After being held for some time, the detained female protesters were slowly released. Our reporter witnessed several of them wounded and in obvious shock while one was unable to walk and had to be carried.
Activist Nour Ayman Nour, son of possible presidential candidate Ayman Nour, was among those detained in the street. He told Ahram Online that security forces agreed to release all those who are held in the street with the exception of protester Mohamed Magdy, who will be handed over to the Ministry of Interior.
Doctors at the scene told our reporter that most of the wounded brought in so far were injured by stones and rubber bullets. Despite reports on Twitter that live ammunition was used against the protesters, the medics say that they have yet to see any such cases.
Some sections of the Authority of Roads and Bridges building, from where the Army attacked protesters, is burned and several of the windows are broken.
The number of protesters at the scene is at around two hundred and a small group held Friday prayers and proceeded to chant against military rule.

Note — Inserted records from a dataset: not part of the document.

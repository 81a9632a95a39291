//! Terminal UI for gridmark.
//!
//! Mouse clicks and key presses flow into the game state; the render pass
//! reflects the state back as styled cells, a turn indicator, and a
//! win-line highlight.

#![warn(missing_docs)]

mod app;
mod cli;
mod input;
mod ui;

use anyhow::{Context, Result};
use clap::Parser;
use crossterm::{
    event::{
        self, DisableMouseCapture, EnableMouseCapture, Event, KeyCode, MouseButton,
        MouseEventKind,
    },
    execute,
    terminal::{disable_raw_mode, enable_raw_mode, EnterAlternateScreen, LeaveAlternateScreen},
};
use ratatui::{backend::CrosstermBackend, layout::Rect, Terminal};
use std::io;
use tracing::{debug, info};
use tracing_subscriber::EnvFilter;

use app::App;

fn main() -> Result<()> {
    let cli = cli::Cli::parse();

    // Log to a file so diagnostics never touch the alternate screen.
    let log_file = std::fs::File::create(&cli.log_file)
        .with_context(|| format!("failed to create log file {}", cli.log_file.display()))?;
    tracing_subscriber::fmt()
        .with_env_filter(
            EnvFilter::try_from_default_env().unwrap_or_else(|_| EnvFilter::new("info")),
        )
        .with_writer(std::sync::Arc::new(log_file))
        .with_ansi(false)
        .init();

    info!("starting gridmark TUI");

    enable_raw_mode()?;
    let mut stdout = io::stdout();
    execute!(stdout, EnterAlternateScreen, EnableMouseCapture)?;
    let backend = CrosstermBackend::new(stdout);
    let mut terminal = Terminal::new(backend)?;

    let res = run_app(&mut terminal, App::new());

    disable_raw_mode()?;
    execute!(
        terminal.backend_mut(),
        LeaveAlternateScreen,
        DisableMouseCapture
    )?;
    terminal.show_cursor()?;

    if let Err(err) = &res {
        eprintln!("Error: {err:?}");
    }
    res
}

/// Blocking event loop: draw, wait for one input event, update state.
fn run_app<B: ratatui::backend::Backend>(terminal: &mut Terminal<B>, mut app: App) -> Result<()>
where
    <B as ratatui::backend::Backend>::Error: Send + Sync + 'static,
{
    loop {
        terminal.draw(|f| ui::draw(f, &app))?;

        match event::read()? {
            Event::Key(key) => match key.code {
                KeyCode::Char('q') | KeyCode::Esc => {
                    info!("user quit");
                    return Ok(());
                }
                KeyCode::Char('r') => app.replay(),
                code => app.handle_key(code),
            },
            Event::Mouse(mouse) if mouse.kind == MouseEventKind::Down(MouseButton::Left) => {
                let size = terminal.size()?;
                let area = Rect::new(0, 0, size.width, size.height);
                match ui::hit_test(area, mouse.column, mouse.row) {
                    Some(pos) => {
                        debug!(%pos, "cell clicked");
                        app.place(pos);
                    }
                    None => {
                        debug!(column = mouse.column, row = mouse.row, "click outside board");
                    }
                }
            }
            _ => {}
        }
    }
}
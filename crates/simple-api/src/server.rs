//! HTTP server implementation

use axum::{middleware, routing::get, Router};
use simple_auth::{AuthGate, DirectoryClient, LdapClient, LdapConfig};
use simple_core::{config::ServiceConfig, Result};
use std::sync::Arc;
use tokio::net::TcpListener;
use tokio::signal;
use tower_http::trace::{DefaultMakeSpan, TraceLayer};
use tracing::{info, warn};

use crate::access::{AccessRules, API_PRIVATE, API_PUBLIC, METRICS_PATH};
use crate::metrics::{metrics_handler, metrics_middleware, MetricsRecorder};
use crate::middleware::access_gate;
use crate::routes;

/// Application state shared across handlers
#[derive(Clone)]
pub struct AppState {
    pub config: Arc<ServiceConfig>,
    pub gate: Arc<AuthGate>,
    pub rules: Arc<AccessRules>,
    pub metrics: Option<Arc<MetricsRecorder>>,
}

impl AppState {
    pub fn new(config: Arc<ServiceConfig>, gate: Arc<AuthGate>) -> Self {
        let rules = AccessRules::service_defaults(config.metrics.enabled);

        Self {
            config,
            gate,
            rules: Arc::new(rules),
            metrics: None,
        }
    }

    pub fn with_metrics(mut self, metrics: Arc<MetricsRecorder>) -> Self {
        self.metrics = Some(metrics);
        self
    }
}

/// API Server
pub struct ApiServer {
    config: ServiceConfig,
}

impl ApiServer {
    pub fn new(config: ServiceConfig) -> Self {
        Self { config }
    }

    pub async fn run(self) -> Result<()> {
        // Configuration problems stop the process before it serves anything
        self.config.validate()?;
        let ldap_config = LdapConfig::try_from(&self.config.ldap)?;
        let resolver = ldap_config.dn_resolver()?;

        let client = LdapClient::new(ldap_config);
        match client.check_connection().await {
            Ok(()) => info!("Directory reachable at {}", client.config().url),
            Err(e) => warn!("Directory check failed, requests will be denied until it recovers: {}", e),
        }

        let directory: Arc<dyn DirectoryClient> = Arc::new(client);
        let gate = Arc::new(AuthGate::new(resolver, directory));

        let mut state = AppState::new(Arc::new(self.config.clone()), gate);
        if self.config.metrics.enabled {
            state = state.with_metrics(Arc::new(MetricsRecorder::install()?));
            info!("Prometheus metrics initialized");
        }

        let app = create_router(state);
        let addr = self.config.server.listen_address();
        let listener = TcpListener::bind(&addr).await?;

        info!("Simple Service listening on http://{}", addr);
        info!("Public endpoint: http://{}{}", addr, API_PUBLIC);
        info!("Private endpoint: http://{}{}", addr, API_PRIVATE);
        if self.config.metrics.enabled {
            info!("Prometheus metrics at http://{}{}", addr, METRICS_PATH);
        }

        axum::serve(listener, app)
            .with_graceful_shutdown(shutdown_signal())
            .await?;

        info!("Server stopped");
        Ok(())
    }
}

/// Build the router: routes, access gate, metrics and tracing layers
pub fn create_router(state: AppState) -> Router {
    let mut router = Router::new()
        .route(API_PUBLIC, get(routes::public_string))
        .route(API_PRIVATE, get(routes::private_string));

    if state.metrics.is_some() {
        router = router.route(METRICS_PATH, get(metrics_handler));
    }

    let mut router = router
        .fallback(routes::not_found)
        .layer(middleware::from_fn_with_state(state.clone(), access_gate));

    if let Some(metrics) = state.metrics.clone() {
        router = router.layer(middleware::from_fn_with_state(metrics, metrics_middleware));
    }

    router
        .layer(TraceLayer::new_for_http().make_span_with(DefaultMakeSpan::default()))
        .with_state(state)
}

async fn shutdown_signal() {
    let ctrl_c = async {
        if let Err(e) = signal::ctrl_c().await {
            warn!("Failed to listen for Ctrl+C: {}", e);
            std::future::pending::<()>().await;
        }
    };

    #[cfg(unix)]
    let terminate = async {
        match signal::unix::signal(signal::unix::SignalKind::terminate()) {
            Ok(mut sigterm) => {
                sigterm.recv().await;
            }
            Err(e) => {
                warn!("Failed to listen for SIGTERM: {}", e);
                std::future::pending::<()>().await;
            }
        }
    };

    #[cfg(not(unix))]
    let terminate = std::future::pending::<()>();

    tokio::select! {
        () = ctrl_c => info!("Received SIGINT"),
        () = terminate => info!("Received SIGTERM"),
    }
}
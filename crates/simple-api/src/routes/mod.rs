//! Endpoint handlers

use axum::{http::StatusCode, Extension};

use crate::middleware::AuthenticatedUser;

/// GET /api/public
pub async fn public_string() -> &'static str {
    "It is public."
}

/// GET /api/private
pub async fn private_string(Extension(user): Extension<AuthenticatedUser>) -> String {
    format!("{}, it is private.", user.username())
}

/// Requests matching no route, after the access gate let them through
pub async fn not_found() -> StatusCode {
    StatusCode::NOT_FOUND
}
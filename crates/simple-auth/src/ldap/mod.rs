//! LDAP directory access
//!
//! Provides:
//! - User DN resolution from a configured pattern
//! - Simple bind against OpenLDAP, 389 Directory Server or Active Directory
//! - TLS/STARTTLS support

mod client;
mod types;

pub use client::{DirectoryClient, LdapClient, BIND_DURATION_SECONDS};
pub use types::*;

Several protesters are also taking refuge in side streets.
Hundreds of protesters began an open-ended sit-in outside the Cabinet building on 25 November to protest the appointment of Kamal El-Ganzouri as prime minister, preventing the seventy-seven-year-old, Mubarak-era politician from gaining entrance to his office.
On Wednesday, 14 December, sixty protesters suffered severe food poisoning – with at least eight being hospitalised – after an unidentified woman distributed Hawawshi (spicy minced meat) sandwiches at the sit-in. Rumours and accusations subsequently spread that the sandwiches had been deliberately contaminated to force the protesters to clear the area.
Earlier today, military police had briefly evacuated the streets from protesters, by firing live ammunition in the air to disperse them.
The attack on the protesters comes a day after the end of voting in the second round of Egypt’s parliamentary elections. Although Cairo voted in the first round, the neighbouring Giza governorate was involved in the latest voting.